[Aim of the exercise]:
Work through the data line by line, gathering every line that has the word "sqlx".

----------

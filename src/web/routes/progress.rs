use axum::{
    Json, Router,
    extract::State,
    http::StatusCode,
    middleware,
    response::IntoResponse,
    routing::{get, post},
};
use serde::Deserialize;
use uuid::Uuid;

use crate::{
    model::{
        ResourceTyped,
        entity::{Progress, ProgressUpsert, ProgressWithContextRow},
    },
    web::{
        AppState, RequestContext, WebError, WebResult, dto::progress::ProgressWithContext,
        error::ErrorResponse, middlewares,
    },
};

#[derive(Debug, Deserialize, utoipa::ToSchema)]
#[serde(rename_all = "camelCase")]
pub struct ProgressBody {
    pub lesson_id: Uuid,
    pub completed: bool,
    pub score: i32,
}

pub fn routes<S>(state: AppState) -> Router<S> {
    Router::new()
        .route("/progress", post(progress_submit_handler))
        .route("/user/progress", get(progress_list_handler))
        .route_layer(middleware::from_fn_with_state(
            state.clone(),
            middlewares::require_bearer_fn,
        ))
        .with_state(state)
}

#[utoipa::path(
    post,
    path = "/api/progress",
    request_body = ProgressBody,
    description = "Record completion and score for one lesson; replaces any previous record for the same lesson",
    responses(
        (status = 200, description = "Progress stored", body = Progress),
        (status = 400, description = "Score out of range", body = ErrorResponse),
        (status = 401, description = "No token presented", body = ErrorResponse),
        (status = 403, description = "Token invalid", body = ErrorResponse),
        (status = 500, description = "Internal server error", body = ErrorResponse),
    ),
    tag = "progress",
    security(
        ("bearer" = [])
    )
)]
pub(crate) async fn progress_submit_handler(
    ctx: RequestContext,
    State(state): State<AppState>,
    Json(payload): Json<ProgressBody>,
) -> WebResult<impl IntoResponse> {
    let user = ctx.user()?;

    if !(0..=100).contains(&payload.score) {
        return Err(WebError::resource_bad_request(Progress::get_resource_type()));
    }

    let progress = Progress::upsert(
        state.mm(),
        ProgressUpsert {
            user_id: user.user_id(),
            lesson_id: payload.lesson_id,
            completed: payload.completed,
            score: payload.score,
        },
    )
    .await
    .map_err(|e| WebError::resource_fetch_error(Progress::get_resource_type(), e))?;

    Ok((StatusCode::OK, Json(progress)))
}

#[utoipa::path(
    get,
    path = "/api/user/progress",
    description = "List the current user's progress with lesson, subtopic and subject context",
    responses(
        (status = 200, description = "Progress collected", body = Vec<ProgressWithContext>),
        (status = 401, description = "No token presented", body = ErrorResponse),
        (status = 403, description = "Token invalid", body = ErrorResponse),
        (status = 500, description = "Internal server error", body = ErrorResponse),
    ),
    tag = "progress",
    security(
        ("bearer" = [])
    )
)]
pub(crate) async fn progress_list_handler(
    ctx: RequestContext,
    State(state): State<AppState>,
) -> WebResult<impl IntoResponse> {
    let user = ctx.user()?;

    let rows = ProgressWithContextRow::fetch_all_for_user(state.mm(), user.user_id())
        .await
        .map_err(|e| WebError::resource_fetch_error(Progress::get_resource_type(), e))?;

    let progress = ProgressWithContext::from_rows(rows)
        .map_err(|e| WebError::resource_fetch_error(Progress::get_resource_type(), e))?;

    Ok((StatusCode::OK, Json(progress)))
}
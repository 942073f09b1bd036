mod common;

use axum::http::StatusCode;
use serde_json::{Value, json};
use uuid::Uuid;

use crate::common::{Action, Flow, login_demo_action, setup_server, setup_test_db};

async fn seeded_lesson_id(pool: &sqlx::PgPool) -> Uuid {
    sqlx::query_scalar("SELECT id FROM lessons WHERE title = 'Introduction to Integers'")
        .fetch_one(pool)
        .await
        .expect("seeded lesson missing")
}

#[tokio::test]
async fn route_progress_requires_token_test() {
    let db = setup_test_db().await;
    db.seed().await;
    let mut server = setup_server(&db).await;

    Flow::new()
        // no Authorization header at all
        .step(
            Action::new("progress_no_token", "POST", "/api/progress")
                .with_body(json!({ "lessonId": Uuid::new_v4(), "completed": true, "score": 50 }))
                .with_expect(StatusCode::UNAUTHORIZED),
        )
        .step(
            Action::new("progress_list_no_token", "GET", "/api/user/progress")
                .with_expect(StatusCode::UNAUTHORIZED),
        )
        // header present but useless
        .step(
            Action::new("progress_bad_token", "POST", "/api/progress")
                .with_body(json!({ "lessonId": Uuid::new_v4(), "completed": true, "score": 50 }))
                .with_bearer("garbage")
                .with_expect(StatusCode::FORBIDDEN),
        )
        .step(
            Action::new("progress_list_bad_token", "GET", "/api/user/progress")
                .with_bearer("garbage")
                .with_expect(StatusCode::FORBIDDEN),
        )
        .run(&mut server, &db)
        .await;
}

#[tokio::test]
async fn route_progress_upsert_test() {
    let db = setup_test_db().await;
    db.seed().await;
    let mut server = setup_server(&db).await;

    let lesson_id = seeded_lesson_id(&db.pool).await;

    Flow::new()
        .step(login_demo_action().with_save_as("login"))
        .step(
            Action::new("progress_first", "POST", "/api/progress")
                .with_dyn_bearer(|ctx| ctx.token("login"))
                .with_body(json!({ "lessonId": lesson_id, "completed": false, "score": 40 }))
                .assert_body(|body| {
                    let v: Value = serde_json::from_str(body).expect("Invalid body format");
                    assert_eq!(v["score"], 40);
                    assert_eq!(v["completed"], false);
                })
                .with_save_as("first"),
        )
        // same (user, lesson) again: overwrites, never a second row
        .step(
            Action::new("progress_second", "POST", "/api/progress")
                .with_dyn_bearer(|ctx| ctx.token("login"))
                .with_body(json!({ "lessonId": lesson_id, "completed": true, "score": 95 }))
                .assert_body(|body| {
                    let v: Value = serde_json::from_str(body).expect("Invalid body format");
                    assert_eq!(v["score"], 95);
                    assert_eq!(v["completed"], true);
                })
                .with_save_as("second"),
        )
        .step(
            Action::new("progress_list", "GET", "/api/user/progress")
                .with_dyn_bearer(|ctx| ctx.token("login"))
                .assert_body(|body| {
                    let v: Value = serde_json::from_str(body).expect("Invalid body format");
                    let entries = v.as_array().expect("expected a progress array");
                    assert_eq!(entries.len(), 1);
                    assert_eq!(entries[0]["score"], 95);
                    // joined display context comes along
                    assert_eq!(entries[0]["lesson"]["title"], "Introduction to Integers");
                    assert_eq!(
                        entries[0]["lesson"]["subtopic"]["name"],
                        "Numbers & Operations"
                    );
                    assert_eq!(
                        entries[0]["lesson"]["subtopic"]["subject"]["name"],
                        "Mathematics"
                    );
                }),
        )
        .run(&mut server, &db)
        .await;

    // the upsert reused the row
    let count: i64 = sqlx::query_scalar("SELECT COUNT(*) FROM progress")
        .fetch_one(&db.pool)
        .await
        .unwrap();
    assert_eq!(count, 1);

    let score: i32 = sqlx::query_scalar("SELECT score FROM progress")
        .fetch_one(&db.pool)
        .await
        .unwrap();
    assert_eq!(score, 95);
}

#[tokio::test]
async fn route_progress_score_range_test() {
    let db = setup_test_db().await;
    db.seed().await;
    let mut server = setup_server(&db).await;

    let lesson_id = seeded_lesson_id(&db.pool).await;

    Flow::new()
        .step(login_demo_action().with_save_as("login"))
        .step(
            Action::new("progress_too_high", "POST", "/api/progress")
                .with_dyn_bearer(|ctx| ctx.token("login"))
                .with_body(json!({ "lessonId": lesson_id, "completed": true, "score": 101 }))
                .with_expect(StatusCode::BAD_REQUEST),
        )
        .step(
            Action::new("progress_negative", "POST", "/api/progress")
                .with_dyn_bearer(|ctx| ctx.token("login"))
                .with_body(json!({ "lessonId": lesson_id, "completed": true, "score": -1 }))
                .with_expect(StatusCode::BAD_REQUEST),
        )
        .run(&mut server, &db)
        .await;

    // nothing was stored
    let count: i64 = sqlx::query_scalar("SELECT COUNT(*) FROM progress")
        .fetch_one(&db.pool)
        .await
        .unwrap();
    assert_eq!(count, 0);
}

----------

[Your solution]:
async fn seeded_lesson_id(pool: &sqlx::PgPool) -> Uuid {
    sqlx::query_scalar("SELECT id FROM lessons WHERE title = 'Introduction to Integers'")
    let count: i64 = sqlx::query_scalar("SELECT COUNT(*) FROM progress")
    let score: i32 = sqlx::query_scalar("SELECT score FROM progress")
    let count: i64 = sqlx::query_scalar("SELECT COUNT(*) FROM progress")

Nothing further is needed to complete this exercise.